Stored items:
-- Opening Marker --

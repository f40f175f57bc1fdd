use serde::{Deserialize, Serialize};

use super::domain::{AwardCategory, AwardDescriptor};

const MIDDLE_MARKER: &str = "Middle";
const HIGH_MARKER: &str = "High";

/// Whether a category is issued once per division or once per grade pool.
#[derive(Debug, Clone, Copy, Default, PartialEq, Eq, Hash, Serialize, Deserialize)]
#[serde(rename_all = "snake_case")]
pub enum AwardMode {
    #[default]
    Combined,
    Split,
}

impl AwardMode {
    pub fn label(&self) -> &'static str {
        match self {
            AwardMode::Combined => "combined",
            AwardMode::Split => "split by grade",
        }
    }
}

/// Outcome of inspecting a division's award list for one category.
#[derive(Debug, Clone, PartialEq, Eq, Serialize, Deserialize)]
pub struct ResolvedAward {
    pub category: AwardCategory,
    pub mode: AwardMode,
    pub offered: bool,
    pub titles: Vec<String>,
}

pub struct AwardModeResolver;

impl AwardModeResolver {
    /// Split only when both a middle-school and a high-school award of the category exist.
    /// Anything else, including an empty or free-form award list, resolves to combined.
    pub fn resolve(awards: &[AwardDescriptor], category: AwardCategory) -> AwardMode {
        Self::inspect(awards, category).mode
    }

    pub fn inspect(awards: &[AwardDescriptor], category: AwardCategory) -> ResolvedAward {
        let mut matching: Vec<&AwardDescriptor> = awards
            .iter()
            .filter(|award| award.title.contains(category.marker()))
            .collect();
        matching.sort_by_key(|award| award.order);

        let has_middle = matching
            .iter()
            .any(|award| award.title.contains(MIDDLE_MARKER));
        let has_high = matching
            .iter()
            .any(|award| award.title.contains(HIGH_MARKER));

        let mode = if has_middle && has_high {
            AwardMode::Split
        } else {
            AwardMode::Combined
        };

        ResolvedAward {
            category,
            mode,
            offered: !matching.is_empty(),
            titles: matching.iter().map(|award| award.title.clone()).collect(),
        }
    }
}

-- Closing Marker --

### WHAT THE EXERCISE ASKS
Reproduce only the lines above spanning from the line containing "per grade pool." through the line containing "#[derive(Debug, Clone, PartialEq, Eq, Serialize, Deserialize)]", word for word.

### RESULT OF THE EXERCISE
/// Whether a category is issued once per division or once per grade pool.
#[derive(Debug, Clone, Copy, Default, PartialEq, Eq, Hash, Serialize, Deserialize)]
#[serde(rename_all = "snake_case")]
pub enum AwardMode {
    #[default]
    Combined,
    Split,
}

impl AwardMode {
    pub fn label(&self) -> &'static str {
        match self {
            AwardMode::Combined => "combined",
            AwardMode::Split => "split by grade",
        }
    }
}

/// Outcome of inspecting a division's award list for one category.
#[derive(Debug, Clone, PartialEq, Eq, Serialize, Deserialize)]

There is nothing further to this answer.